::: Study material

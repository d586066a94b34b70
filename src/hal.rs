// SPDX-License-Identifier: Apache-2.0
// Copyright (c) 2025 Au-Zone Technologies. All Rights Reserved.

//! Hardware collaborator interfaces.
//!
//! The pipeline does not talk to registers or bus transactions directly.
//! Board support code implements these traits for the control bus, the
//! sensor driver registry, the CSI capture controller and the image
//! processor; [`crate::virtual_platform`] provides a software implementation
//! of all of them.
//!
//! # Interrupt context
//!
//! [`CaptureEvents`] methods are invoked by the capture controller from its
//! completion path (an ISR on the target). Implementations must not block,
//! allocate or panic.

use crate::{
    config::{BusConfig, CsiConfig, IspConfig, MemoryKind, SccbConfig},
    error::Result,
    memory::FrameMemory,
};
use serde::{Deserialize, Serialize};
use std::{
    fmt,
    sync::{Arc, Mutex},
    time::Duration,
};

/// Raw address of a frame buffer as seen by the capture hardware.
#[derive(Clone, Copy, Debug, PartialEq, Eq, Hash, PartialOrd, Ord)]
pub struct DmaAddr(pub usize);

impl fmt::Display for DmaAddr {
    fn fmt(&self, f: &mut fmt::Formatter) -> fmt::Result {
        write!(f, "{:#x}", self.0)
    }
}

/// Target region for one hardware transaction.
#[derive(Clone, Copy, Debug, PartialEq, Eq)]
pub struct DmaTarget {
    pub addr: DmaAddr,
    pub len: usize,
}

/// A finished hardware transaction as reported by the capture controller.
#[derive(Clone, Copy, Debug, PartialEq, Eq)]
pub struct Transaction {
    /// `None` when the hardware ran the cycle without a target buffer.
    pub buffer: Option<DmaAddr>,
    pub buflen: usize,
    pub received_size: usize,
}

/// Physical interface a sensor is attached through.
#[derive(Serialize, Deserialize, Clone, Copy, Debug, PartialEq, Eq)]
#[serde(rename_all = "snake_case")]
pub enum SensorInterface {
    MipiCsi,
    Dvp,
    Spi,
}

/// One entry of a sensor's advertised format catalog.
#[derive(Clone, Debug, PartialEq, Eq)]
pub struct SensorFormat {
    pub name: String,
    pub width: u32,
    pub height: u32,
    pub fps: u32,
}

/// The two hooks a capture controller calls from its completion path.
pub trait CaptureEvents: Send + Sync {
    /// The hardware is about to begin a transaction and needs a target.
    /// `None` tells it to run this cycle without one.
    fn on_request_buffer(&self) -> Option<DmaTarget>;

    /// The hardware finished writing a transaction.
    fn on_transaction_finished(&self, trans: &Transaction);
}

/// One addressed device session on the control bus.
pub trait BusDevice: Send {
    fn address(&self) -> u16;

    /// Writes `write` then reads `read.len()` bytes in one transaction.
    fn transact(&mut self, write: &[u8], read: &mut [u8]) -> Result<()>;

    fn close(self: Box<Self>) -> Result<()>;
}

/// A control bus master (I2C for SCCB sensors).
pub trait ControlBus: Send {
    fn open_device(&mut self, config: &SccbConfig, address: u16) -> Result<Box<dyn BusDevice>>;

    /// Releases the bus master. Calling it again is a no-op.
    fn delete(&mut self) -> Result<()>;
}

/// Control bus handle that can be shared with other peripherals on the
/// same wires (the audio codec on the reference board).
pub type SharedBus = Arc<Mutex<Box<dyn ControlBus>>>;

/// A detected and opened image sensor. Owns its bus session.
pub trait SensorDevice: Send {
    fn name(&self) -> &str;

    fn query_formats(&mut self) -> Result<Vec<SensorFormat>>;

    fn set_format(&mut self, format: &SensorFormat) -> Result<()>;

    fn set_stream(&mut self, enable: bool) -> Result<()>;

    fn set_mirror(&mut self, horizontal: bool, vertical: bool) -> Result<()>;

    /// Closes the bus session held by the sensor.
    fn close(self: Box<Self>) -> Result<()>;
}

/// A registered sensor driver: where to look and how to recognise it.
pub trait SensorDriver: Send + Sync {
    fn name(&self) -> &str;

    fn address(&self) -> u16;

    fn interface(&self) -> SensorInterface;

    /// Probes the device behind `session`. On success the returned sensor
    /// owns the session, otherwise it is handed back to the caller.
    fn detect(
        &self,
        session: Box<dyn BusDevice>,
    ) -> std::result::Result<Box<dyn SensorDevice>, Box<dyn BusDevice>>;
}

/// The CSI capture controller.
pub trait CaptureController: Send {
    fn register_events(&mut self, events: Arc<dyn CaptureEvents>) -> Result<()>;

    fn enable(&mut self) -> Result<()>;

    fn disable(&mut self) -> Result<()>;

    fn start(&mut self) -> Result<()>;

    fn stop(&mut self) -> Result<()>;

    /// Queues an explicit receive into `target`.
    fn receive(&mut self, target: DmaTarget, timeout: Duration) -> Result<()>;

    fn delete(self: Box<Self>) -> Result<()>;
}

/// The image signal processor.
pub trait ImageProcessor: Send {
    fn enable(&mut self) -> Result<()>;

    fn disable(&mut self) -> Result<()>;

    fn delete(self: Box<Self>) -> Result<()>;
}

/// Factories for every hardware block the pipeline brings up.
pub trait Platform: Send {
    fn new_control_bus(&mut self, config: &BusConfig) -> Result<Box<dyn ControlBus>>;

    fn new_capture_controller(&mut self, config: &CsiConfig)
        -> Result<Box<dyn CaptureController>>;

    fn new_image_processor(&mut self, config: &IspConfig) -> Result<Box<dyn ImageProcessor>>;

    fn allocate_frame(&mut self, len: usize, kind: MemoryKind) -> Result<FrameMemory> {
        FrameMemory::allocate(len, kind)
    }

    /// Flushes the CPU view of `memory` before the hardware first writes it.
    fn sync_for_device(&mut self, memory: &FrameMemory) -> Result<()> {
        memory.sync_for_device()
    }
}
// ─────────────────────────────────────────────────────────────────────
// LHC Optics Core — Optics Types
// © 1998–2026 Miroslav Šotek. All rights reserved.
// Contact: www.anulum.li | protoscience@anulum.li
// ORCID: https://orcid.org/0009-0009-3560-0851
// License: GNU AGPL v3 | Commercial licensing available
// ─────────────────────────────────────────────────────────────────────
pub mod config;
pub mod constants;
pub mod error;
pub mod state;
// ─────────────────────────────────────────────────────────────────────
// LHC Optics Core — Aperture Polygons
// © 1998–2026 Miroslav Šotek. All rights reserved.
// Contact: www.anulum.li | protoscience@anulum.li
// ORCID: https://orcid.org/0009-0009-3560-0851
// License: GNU AGPL v3 | Commercial licensing available
// ─────────────────────────────────────────────────────────────────────
//! Transverse aperture boundaries.
//!
//! A polygon is a closed, simple, possibly non-convex boundary in the
//! `(x, y)` plane. Points on an edge count as inside.

use optics_types::error::{OpticsError, OpticsResult};
use serde::{Deserialize, Serialize};

/// Relative collinearity tolerance for the on-edge test.
const ON_EDGE_REL_TOL: f64 = 1e-12;

#[derive(Debug, Clone, PartialEq, Serialize, Deserialize)]
#[serde(try_from = "PolygonData", into = "PolygonData")]
pub struct Polygon {
    x_vertices: Vec<f64>,
    y_vertices: Vec<f64>,
}

/// Serialized form; restored polygons go through [`Polygon::new`].
#[derive(Serialize, Deserialize)]
struct PolygonData {
    x_vertices: Vec<f64>,
    y_vertices: Vec<f64>,
}

impl TryFrom<PolygonData> for Polygon {
    type Error = OpticsError;

    fn try_from(data: PolygonData) -> OpticsResult<Self> {
        Polygon::new(data.x_vertices, data.y_vertices)
    }
}

impl From<Polygon> for PolygonData {
    fn from(polygon: Polygon) -> Self {
        PolygonData {
            x_vertices: polygon.x_vertices,
            y_vertices: polygon.y_vertices,
        }
    }
}

impl Polygon {
    /// Build from separate vertex arrays, as delivered by aperture loaders.
    pub fn new(x_vertices: Vec<f64>, y_vertices: Vec<f64>) -> OpticsResult<Self> {
        if x_vertices.len() != y_vertices.len() {
            return Err(OpticsError::InvalidPolygon(format!(
                "vertex array length mismatch: x={}, y={}",
                x_vertices.len(),
                y_vertices.len()
            )));
        }
        let n = x_vertices.len();
        if n < 3 {
            return Err(OpticsError::InvalidPolygon(format!(
                "polygon needs at least 3 vertices, got {n}"
            )));
        }
        for i in 0..n {
            if !x_vertices[i].is_finite() || !y_vertices[i].is_finite() {
                return Err(OpticsError::InvalidPolygon(format!(
                    "vertex {i} is not finite"
                )));
            }
        }
        for i in 0..n {
            let j = (i + 1) % n;
            if x_vertices[i] == x_vertices[j] && y_vertices[i] == y_vertices[j] {
                return Err(OpticsError::InvalidPolygon(format!(
                    "vertices {i} and {j} coincide, edge has zero length"
                )));
            }
        }
        Ok(Polygon {
            x_vertices,
            y_vertices,
        })
    }

    pub fn from_points(points: &[(f64, f64)]) -> OpticsResult<Self> {
        let (xs, ys) = points.iter().copied().unzip();
        Self::new(xs, ys)
    }

    /// Axis-aligned rectangle centred on `(x0, y0)`.
    pub fn rectangle(x0: f64, y0: f64, half_width: f64, half_height: f64) -> OpticsResult<Self> {
        Self::from_points(&[
            (x0 - half_width, y0 - half_height),
            (x0 + half_width, y0 - half_height),
            (x0 + half_width, y0 + half_height),
            (x0 - half_width, y0 + half_height),
        ])
    }

    pub fn len(&self) -> usize {
        self.x_vertices.len()
    }

    pub fn is_empty(&self) -> bool {
        self.x_vertices.is_empty()
    }

    pub fn x_vertices(&self) -> &[f64] {
        &self.x_vertices
    }

    pub fn y_vertices(&self) -> &[f64] {
        &self.y_vertices
    }

    /// Signed shoelace area; positive for counter-clockwise vertex order.
    pub fn signed_area(&self) -> f64 {
        let n = self.len();
        let mut acc = 0.0;
        for i in 0..n {
            let j = (i + 1) % n;
            acc += self.x_vertices[i] * self.y_vertices[j] - self.x_vertices[j] * self.y_vertices[i];
        }
        0.5 * acc
    }

    /// Closed-region point test: crossing number, with edges counted inside.
    pub fn contains(&self, x: f64, y: f64) -> bool {
        if !x.is_finite() || !y.is_finite() {
            return false;
        }
        let n = self.len();
        let mut inside = false;
        let mut j = n - 1;
        for i in 0..n {
            let (xi, yi) = (self.x_vertices[i], self.y_vertices[i]);
            let (xj, yj) = (self.x_vertices[j], self.y_vertices[j]);

            if on_segment(x, y, xj, yj, xi, yi) {
                return true;
            }
            if (yi > y) != (yj > y) {
                let x_cross = xi + (y - yi) * (xj - xi) / (yj - yi);
                if x < x_cross {
                    inside = !inside;
                }
            }
            j = i;
        }
        inside
    }
}

fn on_segment(px: f64, py: f64, ax: f64, ay: f64, bx: f64, by: f64) -> bool {
    let ex = bx - ax;
    let ey = by - ay;
    let len2 = ex * ex + ey * ey;
    let cross = ex * (py - ay) - ey * (px - ax);
    if cross.abs() > ON_EDGE_REL_TOL * len2 {
        return false;
    }
    let t = (px - ax) * ex + (py - ay) * ey;
    (0.0..=len2).contains(&t)
}
// ─────────────────────────────────────────────────────────────────────
// LHC Optics Core — Particle Ensembles
// © 1998–2026 Miroslav Šotek. All rights reserved.
// Contact: www.anulum.li | protoscience@anulum.li
// ORCID: https://orcid.org/0009-0009-3560-0851
// License: GNU AGPL v3 | Commercial licensing available
// ─────────────────────────────────────────────────────────────────────
//! Macro-particle ensembles for tracking.
//!
//! A particle is alive until the tracker marks it lost; lost particles keep
//! their state at the loss point and are never tracked again.

use optics_types::error::{OpticsError, OpticsResult};
use optics_types::state::{PhaseSpace, ReferenceParticle};
use serde::{Deserialize, Serialize};
use std::collections::BTreeMap;

#[derive(Debug, Clone, Copy, PartialEq, Serialize, Deserialize)]
pub struct Particle {
    pub state: PhaseSpace,
    pub alive: bool,
    /// Index of the next element to traverse.
    pub at_element: usize,
    pub at_turn: usize,
    pub lost_at_element: Option<usize>,
    pub lost_at_turn: Option<usize>,
}

impl Particle {
    pub fn new(state: PhaseSpace) -> Self {
        Particle {
            state,
            alive: true,
            at_element: 0,
            at_turn: 0,
            lost_at_element: None,
            lost_at_turn: None,
        }
    }

    pub(crate) fn mark_lost(&mut self, element: usize, turn: usize) {
        self.alive = false;
        self.lost_at_element = Some(element);
        self.lost_at_turn = Some(turn);
    }
}

#[derive(Debug, Clone, PartialEq, Serialize, Deserialize)]
pub struct Particles {
    particles: Vec<Particle>,
    pub reference: ReferenceParticle,
    /// Reference time of flight accumulated by tracking [s].
    pub t_ref_s: f64,
}

fn validate_state(state: &PhaseSpace, idx: usize) -> OpticsResult<()> {
    if !state.is_finite() {
        return Err(OpticsError::ConfigError(format!(
            "particle {idx} has non-finite coordinates"
        )));
    }
    if state.delta <= -1.0 {
        return Err(OpticsError::ConfigError(format!(
            "particle {idx} delta must be > -1, got {}",
            state.delta
        )));
    }
    Ok(())
}

impl Particles {
    pub fn new(states: Vec<PhaseSpace>, reference: ReferenceParticle) -> OpticsResult<Self> {
        for (i, s) in states.iter().enumerate() {
            validate_state(s, i)?;
        }
        Ok(Particles {
            particles: states.into_iter().map(Particle::new).collect(),
            reference,
            t_ref_s: 0.0,
        })
    }

    /// `num_particles` copies of one state.
    pub fn from_template(
        state: PhaseSpace,
        num_particles: usize,
        reference: ReferenceParticle,
    ) -> OpticsResult<Self> {
        Self::new(vec![state; num_particles], reference)
    }

    pub fn len(&self) -> usize {
        self.particles.len()
    }

    pub fn is_empty(&self) -> bool {
        self.particles.is_empty()
    }

    pub fn get(&self, idx: usize) -> Option<&Particle> {
        self.particles.get(idx)
    }

    pub fn iter(&self) -> std::slice::Iter<'_, Particle> {
        self.particles.iter()
    }

    pub fn as_slice(&self) -> &[Particle] {
        &self.particles
    }

    pub(crate) fn as_mut_slice(&mut self) -> &mut [Particle] {
        &mut self.particles
    }

    pub fn states(&self) -> Vec<PhaseSpace> {
        self.particles.iter().map(|p| p.state).collect()
    }

    pub fn num_alive(&self) -> usize {
        self.particles.iter().filter(|p| p.alive).count()
    }

    pub fn num_lost(&self) -> usize {
        self.len() - self.num_alive()
    }

    pub fn lost_fraction(&self) -> f64 {
        if self.is_empty() {
            0.0
        } else {
            self.num_lost() as f64 / self.len() as f64
        }
    }

    /// Lost particles, in ensemble order.
    pub fn filter_lost(&self) -> Vec<&Particle> {
        self.particles.iter().filter(|p| !p.alive).collect()
    }

    /// Loss count per element index.
    pub fn losses_by_element(&self) -> BTreeMap<usize, usize> {
        let mut counts = BTreeMap::new();
        for el in self.particles.iter().filter_map(|p| p.lost_at_element) {
            *counts.entry(el).or_insert(0) += 1;
        }
        counts
    }

    /// Element with the most losses; ties go to the lowest index.
    pub fn most_lossy_element(&self) -> Option<(usize, usize)> {
        self.losses_by_element()
            .into_iter()
            .fold(None, |best, (el, count)| match best {
                Some((_, c)) if c >= count => best,
                _ => Some((el, count)),
            })
    }
}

::::::

_Exercise description_
Only the lines above starting with the one with "pub fn y_vertices(&self)" and going through the one with "acc += self.x_vertices[i]" are to be copied, word for word and with both ends kept.

_Answer space_
    pub fn y_vertices(&self) -> &[f64] {
        &self.y_vertices
    }

    /// Signed shoelace area; positive for counter-clockwise vertex order.
    pub fn signed_area(&self) -> f64 {
        let n = self.len();
        let mut acc = 0.0;
        for i in 0..n {
            let j = (i + 1) % n;
            acc += self.x_vertices[i] * self.y_vertices[j] - self.x_vertices[j] * self.y_vertices[i];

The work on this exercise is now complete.